That said, as I clearly stated above, I’m not sure I’m correct on this and genuinely welcome thoughtful feedback.

Also, why has no one addressed the OEM feeding hot side of the radiator into the bottom?

That’s exactly how I understood the loop. Sorry if my explanation wasn’t clear. Your diagram represented it much better than I could have described. But we’re 100% on the same page about how the coolant flows. I should have started with a diagram.

If that's what you understood then why did you write this objectively incorrect statement?

Fluid Flow Path: Water pump → Radiator → Thermostat → Engine

It doesn't seem like you actually want feedback or discussion if all you can do is double down and say "well actually I was right even though what I wrote was wrong."

Also, why has no one addressed the OEM feeding hot side of the radiator into the bottom?

Because it really doesn't matter which side you pump the coolant into. Some radiators have the tanks on the side for example. If this bugs you it would be pretty easy to make custom hoses to "fix" it though, and I'd be interested to see before/after testing showing it makes a difference or not.

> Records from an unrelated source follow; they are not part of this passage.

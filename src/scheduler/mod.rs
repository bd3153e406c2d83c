//! Deferred reservation scheduling
//!
//! # Modules
//!
//! - [`window`] - Time-of-day gate and booking lead time
//! - [`reserver`] - The periodic reservation loop
//! - [`error`] - Scheduler errors
//!
//! # Quick Start
//!
//! ```rust,ignore
//! use classhold::scheduler::{BookingWindow, Reserver};
//!
//! let reserver = Reserver::new(repo, catalog, gateway, credentials, BookingWindow::default());
//! let outcome = reserver.run_cycle().await?;
//! ```

pub mod error;
pub mod reserver;
pub mod window;

pub use error::{SchedulerError, SchedulerResult};
pub use reserver::{CycleOutcome, CyclePhase, CycleReport, Reserver, ReserverStatus};
pub use window::BookingWindow;
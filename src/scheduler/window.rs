//! Booking window: when attempts may run and which date they target
//!
//! The platform opens a class for booking a fixed number of days ahead and
//! only during business hours, both measured in the studio's local time.

use chrono::{DateTime, Days, FixedOffset, NaiveDate, Offset, Timelike, Utc};

use crate::config::SchedulerConfig;
use crate::models::format_class_date;
use crate::scheduler::error::{SchedulerError, SchedulerResult};
use crate::utils::offset_from_hours;

/// Time-of-day gate and lead-time rule
#[derive(Debug, Clone, Copy, PartialEq, Eq)]
pub struct BookingWindow {
    /// First open hour (inclusive)
    start_hour: u32,
    /// First closed hour (exclusive)
    end_hour: u32,
    lead_days: u64,
    offset: FixedOffset,
}

impl BookingWindow {
    /// Create a window open for `start_hour <= hour < end_hour`
    pub fn new(
        start_hour: u32,
        end_hour: u32,
        lead_days: i64,
        utc_offset_hours: i32,
    ) -> SchedulerResult<Self> {
        if start_hour > 23 {
            return Err(SchedulerError::InvalidHour { hour: start_hour });
        }
        if end_hour > 24 {
            return Err(SchedulerError::InvalidHour { hour: end_hour });
        }
        if start_hour >= end_hour {
            return Err(SchedulerError::InvalidWindow {
                start_hour,
                end_hour,
            });
        }

        let lead_days = u64::try_from(lead_days)
            .map_err(|_| SchedulerError::InvalidLeadDays { days: lead_days })?;

        let offset = offset_from_hours(utc_offset_hours).ok_or(SchedulerError::InvalidTimezone {
            offset_hours: utc_offset_hours,
        })?;

        Ok(Self {
            start_hour,
            end_hour,
            lead_days,
            offset,
        })
    }

    pub fn from_config(config: &SchedulerConfig) -> SchedulerResult<Self> {
        Self::new(
            config.window_start_hour,
            config.window_end_hour,
            config.lead_days,
            config.utc_offset_hours,
        )
    }

    pub fn offset(&self) -> FixedOffset {
        self.offset
    }

    /// Convert an instant to studio local time
    pub fn local(&self, now: DateTime<Utc>) -> DateTime<FixedOffset> {
        now.with_timezone(&self.offset)
    }

    /// Whether booking attempts may run at `now`
    pub fn is_open(&self, now: DateTime<Utc>) -> bool {
        let hour = self.local(now).hour();
        hour >= self.start_hour && hour < self.end_hour
    }

    /// Class date that opens for booking at `now`
    pub fn target_date(&self, now: DateTime<Utc>) -> NaiveDate {
        let today = self.local(now).date_naive();
        today
            .checked_add_days(Days::new(self.lead_days))
            .unwrap_or(NaiveDate::MAX)
    }

    /// Target date in the platform's `MM/DD/YYYY` format
    pub fn target_date_string(&self, now: DateTime<Utc>) -> String {
        format_class_date(self.target_date(now))
    }
}

impl Default for BookingWindow {
    fn default() -> Self {
        Self {
            start_hour: 10,
            end_hour: 21,
            lead_days: 7,
            offset: FixedOffset::east_opt(8 * 3600).unwrap_or_else(|| Utc.fix()),
        }
    }
}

The bottom line is you really need to get your system working properly and understand how it works before you reach the conclusion that it has a design flaw, and your system was not working properly and you did not have a proper understanding of how it worked. I'm about the last person to be religiously attached to OEM, I will modify anything and everything if I think it could make it 2% better, but so far I haven't seen that in this thread.

Understanding the OEM Cooling System
For those unfamiliar with the NSX’s stock cooling setup, here’s my grasp of it (please correct if I am wrong on this), split into two parts:

1. Fluid Flow Path: Water pump → Radiator → Thermostat → Engine

The Problem
The issue lies in the thermostat’s placement. It reacts to post-radiator, cooled fluid rather than the actual temperature of the fluid in the engine. This creates a disconnect: the better your radiator and fans perform, the cooler the fluid reaching the thermostat, and the less it opens. As a result, the engine stays hotter than desired, with insufficient coolant flow to stabilize temperatures. This also leads to erratic temperature swings. After reading threads about overheating NSXs needing vented hoods, it clicked—the radiator’s cooling capacity isn’t the problem; the thermostat’s location is. For forced-induction builds like mine with upgraded cooling, this flaw becomes even more pronounced.

No offense taken at all, but I guess my concern is the above. First, the coolant path as stated is wrong. The OEM path is: Water pump --> thermostat --> radiator --> engine.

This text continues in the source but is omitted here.